[Records contained in a dataset]:
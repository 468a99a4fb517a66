use chrono::{DateTime, Utc};
use serde::{Deserialize, Serialize};
use uuid::Uuid;

use doctor_cell::DoctorSummary;
use patient_cell::PatientSummary;
use shared_models::error::AppError;
use shared_utils::validation::{optional_non_empty, require_non_empty};

// ==============================================================================
// CORE APPOINTMENT MODEL
// ==============================================================================

/// A stored appointment with its doctor and patient loaded.
///
/// `date` (`DD/MM/YYYY`) and `hour` (`HH:MM`) are optional because rows
/// written partially can still be read back; the cancellation rules reject
/// such records instead of failing to load them.
#[derive(Debug, Clone, Serialize, Deserialize, PartialEq)]
#[serde(rename_all(serialize = "camelCase"))]
pub struct Appointment {
    pub id: Uuid,
    pub date: Option<String>,
    pub hour: Option<String>,
    pub doctor: DoctorSummary,
    pub patient: PatientSummary,
    pub created_at: DateTime<Utc>,
    pub updated_at: DateTime<Utc>,
}

// ==============================================================================
// REQUEST MODELS
// ==============================================================================

#[derive(Debug, Clone, Serialize, Deserialize)]
#[serde(rename_all = "camelCase")]
pub struct CreateAppointmentRequest {
    pub date: String,
    pub hour: String,
    pub doctor_id: Uuid,
    pub patient_id: Uuid,
}

impl CreateAppointmentRequest {
    pub fn validate(&self) -> Result<(), AppointmentError> {
        require_non_empty(&self.date, "Date is required").map_err(AppointmentError::ValidationError)?;
        require_non_empty(&self.hour, "Hour is required").map_err(AppointmentError::ValidationError)?;
        Ok(())
    }
}

#[derive(Debug, Clone, Default, Serialize, Deserialize)]
#[serde(rename_all = "camelCase")]
pub struct UpdateAppointmentRequest {
    pub date: Option<String>,
    pub hour: Option<String>,
    pub doctor_id: Option<Uuid>,
    pub patient_id: Option<Uuid>,
}

impl UpdateAppointmentRequest {
    pub fn validate(&self) -> Result<(), AppointmentError> {
        optional_non_empty(self.date.as_deref(), "Date cannot be empty")
            .map_err(AppointmentError::ValidationError)?;
        optional_non_empty(self.hour.as_deref(), "Hour cannot be empty")
            .map_err(AppointmentError::ValidationError)?;
        Ok(())
    }

    pub fn changes_schedule(&self) -> bool {
        self.date.is_some() || self.hour.is_some()
    }
}

// ==============================================================================
// PERSISTENCE MODELS
// ==============================================================================

#[derive(Debug, Clone, PartialEq)]
pub struct NewAppointment {
    pub date: String,
    pub hour: String,
    pub doctor_id: Uuid,
    pub patient_id: Uuid,
}

#[derive(Debug, Clone, Default, PartialEq)]
pub struct AppointmentChanges {
    pub date: Option<String>,
    pub hour: Option<String>,
    pub doctor_id: Option<Uuid>,
    pub patient_id: Option<Uuid>,
}

impl From<UpdateAppointmentRequest> for AppointmentChanges {
    fn from(request: UpdateAppointmentRequest) -> Self {
        Self {
            date: request.date,
            hour: request.hour,
            doctor_id: request.doctor_id,
            patient_id: request.patient_id,
        }
    }
}

// ==============================================================================
// ERRORS
// ==============================================================================

#[derive(Debug, Clone, PartialEq, thiserror::Error)]
pub enum AppointmentError {
    #[error("Invalid date format. Expected DD/MM/YYYY")]
    InvalidDateFormat,

    #[error("Invalid date")]
    InvalidDate,

    #[error("Invalid time format. Expected HH:MM")]
    InvalidTimeFormat,

    #[error("Appointment date and time cannot be in the past")]
    AppointmentInPast,

    #[error("Appointments can only be scheduled for the current year ({current_year})")]
    YearOutOfRange { current_year: i32 },

    #[error("Cannot update appointment without hour")]
    MissingHourOnDateUpdate,

    #[error("Appointment already exists")]
    AppointmentConflict,

    #[error("Appointment date is incomplete")]
    IncompleteAppointmentData,

    #[error("Cannot cancel appointment within 2 hours of the scheduled time")]
    WithinCancellationWindow,

    #[error("Resource Appointment with id {0} not found")]
    NotFound(Uuid),

    #[error("Resource Doctor with id {0} not found")]
    DoctorNotFound(Uuid),

    #[error("Resource Patient with id {0} not found")]
    PatientNotFound(Uuid),

    #[error("Resource No appointments found for doctor with id {0} not found")]
    NoAppointmentsForDoctor(Uuid),

    #[error("Resource No appointments found for patient with id {0} not found")]
    NoAppointmentsForPatient(Uuid),

    #[error("{0}")]
    ValidationError(String),

    #[error("Database error: {0}")]
    DatabaseError(String),
}

impl From<AppointmentError> for AppError {
    fn from(err: AppointmentError) -> Self {
        match err {
            AppointmentError::NotFound(_)
            | AppointmentError::DoctorNotFound(_)
            | AppointmentError::PatientNotFound(_)
            | AppointmentError::NoAppointmentsForDoctor(_)
            | AppointmentError::NoAppointmentsForPatient(_) => AppError::NotFound(err.to_string()),
            AppointmentError::AppointmentConflict => AppError::Conflict(err.to_string()),
            AppointmentError::ValidationError(msg) => AppError::ValidationError(msg),
            AppointmentError::DatabaseError(msg) => AppError::Database(msg),
            _ => AppError::BadRequest(err.to_string()),
        }
    }
}
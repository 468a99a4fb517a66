use argon2::{Argon2, PasswordHash, PasswordHasher, PasswordVerifier};
use argon2::password_hash::{rand_core::OsRng, SaltString};
use tracing::instrument;

#[instrument(skip(password))]
pub fn hash_password(password: &str) -> Result<String, argon2::password_hash::Error> {
    let salt = SaltString::generate(&mut OsRng);
    let argon2 = Argon2::default();

    let password_hash = argon2.hash_password(password.as_bytes(), &salt)?;
    Ok(password_hash.to_string())
}

#[instrument(skip(password, hash))]
pub fn verify_password(password: &str, hash: &str) -> Result<bool, argon2::password_hash::Error> {
    let parsed_hash = PasswordHash::new(hash)?;
    let argon2 = Argon2::default();

    match argon2.verify_password(password.as_bytes(), &parsed_hash) {
        Ok(()) => Ok(true),
        Err(argon2::password_hash::Error::Password) => Ok(false),
        Err(e) => Err(e),
    }
}

#[cfg(test)]
mod tests {
    use super::*;

    #[test]
    fn test_hash_and_verify() {
        let hash = hash_password("s3cret-pass").unwrap();

        assert_ne!(hash, "s3cret-pass");
        assert!(hash.starts_with("$argon2"));
        assert!(verify_password("s3cret-pass", &hash).unwrap());
        assert!(!verify_password("wrong-pass", &hash).unwrap());
    }

    #[test]
    fn test_hashes_are_salted() {
        let first = hash_password("same").unwrap();
        let second = hash_password("same").unwrap();
        assert_ne!(first, second);
    }

    #[test]
    fn test_verify_rejects_garbage_hash() {
        assert!(verify_password("pw", "not-a-phc-string").is_err());
    }
}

[Work order]: Count each line above with "same"; write only the number.

[Exercise response]: 2